> [What you need to do] Please show every line from the entries that carries the word "acodec".

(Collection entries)
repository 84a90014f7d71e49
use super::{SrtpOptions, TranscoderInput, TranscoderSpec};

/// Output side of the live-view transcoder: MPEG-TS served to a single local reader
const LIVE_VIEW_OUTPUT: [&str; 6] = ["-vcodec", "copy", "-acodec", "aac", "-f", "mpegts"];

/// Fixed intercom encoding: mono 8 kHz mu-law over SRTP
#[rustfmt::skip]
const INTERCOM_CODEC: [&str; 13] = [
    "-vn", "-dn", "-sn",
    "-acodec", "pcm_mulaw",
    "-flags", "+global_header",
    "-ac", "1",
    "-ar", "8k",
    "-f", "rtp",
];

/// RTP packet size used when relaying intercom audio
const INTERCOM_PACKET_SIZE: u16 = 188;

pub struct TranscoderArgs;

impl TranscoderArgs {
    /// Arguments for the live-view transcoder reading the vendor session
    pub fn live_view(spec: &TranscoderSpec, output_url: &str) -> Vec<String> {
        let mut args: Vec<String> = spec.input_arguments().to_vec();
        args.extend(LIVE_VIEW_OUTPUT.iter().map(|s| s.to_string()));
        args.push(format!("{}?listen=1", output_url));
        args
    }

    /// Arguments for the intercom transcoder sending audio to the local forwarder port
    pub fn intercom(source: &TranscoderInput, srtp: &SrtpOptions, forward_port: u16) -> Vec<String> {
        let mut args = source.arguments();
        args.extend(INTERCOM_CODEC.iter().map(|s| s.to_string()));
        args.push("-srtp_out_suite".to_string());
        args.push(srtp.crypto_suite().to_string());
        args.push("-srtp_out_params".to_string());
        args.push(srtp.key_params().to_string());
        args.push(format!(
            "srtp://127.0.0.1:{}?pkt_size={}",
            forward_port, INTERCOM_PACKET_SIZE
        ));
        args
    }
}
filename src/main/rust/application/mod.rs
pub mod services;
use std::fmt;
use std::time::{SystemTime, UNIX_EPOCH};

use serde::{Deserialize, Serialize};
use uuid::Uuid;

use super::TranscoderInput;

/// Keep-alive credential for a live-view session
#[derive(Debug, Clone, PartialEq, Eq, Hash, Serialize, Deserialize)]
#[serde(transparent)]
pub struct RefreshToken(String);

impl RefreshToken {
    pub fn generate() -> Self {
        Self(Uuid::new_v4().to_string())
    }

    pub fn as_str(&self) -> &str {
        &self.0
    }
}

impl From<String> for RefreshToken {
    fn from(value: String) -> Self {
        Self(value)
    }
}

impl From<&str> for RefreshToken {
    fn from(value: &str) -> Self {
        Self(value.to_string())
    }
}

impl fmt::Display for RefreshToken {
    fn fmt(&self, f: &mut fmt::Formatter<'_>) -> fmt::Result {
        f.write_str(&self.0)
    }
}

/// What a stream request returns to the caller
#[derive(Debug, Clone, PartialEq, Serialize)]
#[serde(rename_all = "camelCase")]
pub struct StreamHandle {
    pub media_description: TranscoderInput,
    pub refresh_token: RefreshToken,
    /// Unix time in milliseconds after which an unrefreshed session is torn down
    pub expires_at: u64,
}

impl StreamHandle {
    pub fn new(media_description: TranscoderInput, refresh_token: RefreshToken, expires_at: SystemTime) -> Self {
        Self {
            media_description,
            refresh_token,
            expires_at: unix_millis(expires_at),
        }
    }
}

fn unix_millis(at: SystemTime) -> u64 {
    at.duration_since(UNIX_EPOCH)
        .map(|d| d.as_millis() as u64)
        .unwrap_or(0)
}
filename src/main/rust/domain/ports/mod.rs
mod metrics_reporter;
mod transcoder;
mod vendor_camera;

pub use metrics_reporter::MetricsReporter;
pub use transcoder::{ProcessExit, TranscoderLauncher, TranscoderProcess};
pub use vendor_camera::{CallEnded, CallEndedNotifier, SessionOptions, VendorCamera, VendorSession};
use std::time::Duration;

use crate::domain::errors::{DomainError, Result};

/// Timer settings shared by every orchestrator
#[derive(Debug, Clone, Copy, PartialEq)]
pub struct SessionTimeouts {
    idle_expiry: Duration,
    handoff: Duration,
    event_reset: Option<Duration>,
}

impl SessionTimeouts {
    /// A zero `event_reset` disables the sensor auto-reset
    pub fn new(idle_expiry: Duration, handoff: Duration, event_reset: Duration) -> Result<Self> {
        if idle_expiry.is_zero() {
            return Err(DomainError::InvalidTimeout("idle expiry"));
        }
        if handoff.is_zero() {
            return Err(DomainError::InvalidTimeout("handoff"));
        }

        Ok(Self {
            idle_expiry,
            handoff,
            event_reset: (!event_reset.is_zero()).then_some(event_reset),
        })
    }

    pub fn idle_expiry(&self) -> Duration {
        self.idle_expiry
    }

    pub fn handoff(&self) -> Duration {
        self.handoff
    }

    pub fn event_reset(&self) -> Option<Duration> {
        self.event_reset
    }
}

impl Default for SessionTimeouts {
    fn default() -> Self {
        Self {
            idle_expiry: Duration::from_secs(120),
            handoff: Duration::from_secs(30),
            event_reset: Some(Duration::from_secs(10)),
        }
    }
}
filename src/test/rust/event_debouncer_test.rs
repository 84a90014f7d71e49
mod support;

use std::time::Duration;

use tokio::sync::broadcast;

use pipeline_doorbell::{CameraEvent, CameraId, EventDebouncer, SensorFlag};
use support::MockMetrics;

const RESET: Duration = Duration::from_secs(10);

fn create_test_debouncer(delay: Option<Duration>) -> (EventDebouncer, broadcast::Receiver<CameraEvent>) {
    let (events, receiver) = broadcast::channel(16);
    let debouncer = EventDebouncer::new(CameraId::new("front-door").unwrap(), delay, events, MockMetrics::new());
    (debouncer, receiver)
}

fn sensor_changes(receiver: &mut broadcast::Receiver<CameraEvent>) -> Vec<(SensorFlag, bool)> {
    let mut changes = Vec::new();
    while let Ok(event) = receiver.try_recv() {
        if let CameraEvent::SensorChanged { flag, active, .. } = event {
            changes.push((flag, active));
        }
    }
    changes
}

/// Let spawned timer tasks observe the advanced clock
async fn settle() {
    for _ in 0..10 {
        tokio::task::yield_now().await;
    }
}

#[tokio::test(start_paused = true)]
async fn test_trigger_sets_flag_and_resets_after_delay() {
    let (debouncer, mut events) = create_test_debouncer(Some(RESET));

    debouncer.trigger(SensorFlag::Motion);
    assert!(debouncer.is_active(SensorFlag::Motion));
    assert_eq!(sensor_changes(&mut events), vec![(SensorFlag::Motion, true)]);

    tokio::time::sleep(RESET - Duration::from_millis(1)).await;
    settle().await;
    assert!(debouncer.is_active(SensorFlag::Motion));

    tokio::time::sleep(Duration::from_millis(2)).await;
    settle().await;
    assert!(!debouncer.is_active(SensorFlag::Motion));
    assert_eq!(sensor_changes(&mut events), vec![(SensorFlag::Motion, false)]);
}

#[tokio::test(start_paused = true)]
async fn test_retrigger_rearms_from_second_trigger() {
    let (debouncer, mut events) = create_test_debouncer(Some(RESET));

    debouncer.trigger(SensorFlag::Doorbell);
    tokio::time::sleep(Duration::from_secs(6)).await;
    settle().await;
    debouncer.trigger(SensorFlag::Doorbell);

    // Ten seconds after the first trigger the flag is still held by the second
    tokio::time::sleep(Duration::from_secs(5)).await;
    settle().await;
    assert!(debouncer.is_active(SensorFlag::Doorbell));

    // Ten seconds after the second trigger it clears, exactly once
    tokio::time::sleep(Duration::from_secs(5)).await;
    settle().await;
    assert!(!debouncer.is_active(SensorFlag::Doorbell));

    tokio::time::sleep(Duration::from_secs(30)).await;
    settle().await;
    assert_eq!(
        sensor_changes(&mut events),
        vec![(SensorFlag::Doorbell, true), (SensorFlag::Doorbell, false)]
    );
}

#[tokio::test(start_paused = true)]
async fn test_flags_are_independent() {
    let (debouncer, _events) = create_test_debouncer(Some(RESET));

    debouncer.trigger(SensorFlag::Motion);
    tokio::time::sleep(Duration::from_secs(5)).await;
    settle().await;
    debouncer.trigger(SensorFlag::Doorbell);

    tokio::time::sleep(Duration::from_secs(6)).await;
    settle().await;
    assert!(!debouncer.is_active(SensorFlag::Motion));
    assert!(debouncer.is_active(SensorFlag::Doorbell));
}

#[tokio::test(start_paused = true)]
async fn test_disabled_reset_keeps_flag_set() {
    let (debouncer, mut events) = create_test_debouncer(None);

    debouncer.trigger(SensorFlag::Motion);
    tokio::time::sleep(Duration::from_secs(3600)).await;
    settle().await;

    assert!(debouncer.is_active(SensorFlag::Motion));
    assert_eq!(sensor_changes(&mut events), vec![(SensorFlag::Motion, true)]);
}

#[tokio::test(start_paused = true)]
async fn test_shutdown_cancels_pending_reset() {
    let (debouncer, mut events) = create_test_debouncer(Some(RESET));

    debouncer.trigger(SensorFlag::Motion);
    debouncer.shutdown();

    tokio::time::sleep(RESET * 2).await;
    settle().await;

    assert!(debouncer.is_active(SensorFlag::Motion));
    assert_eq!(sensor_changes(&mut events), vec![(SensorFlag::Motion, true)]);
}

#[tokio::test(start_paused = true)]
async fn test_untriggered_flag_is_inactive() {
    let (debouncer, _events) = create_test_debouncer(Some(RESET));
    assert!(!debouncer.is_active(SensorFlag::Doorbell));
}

> [Response]
const LIVE_VIEW_OUTPUT: [&str; 6] = ["-vcodec", "copy", "-acodec", "aac", "-f", "mpegts"];
    "-acodec", "pcm_mulaw",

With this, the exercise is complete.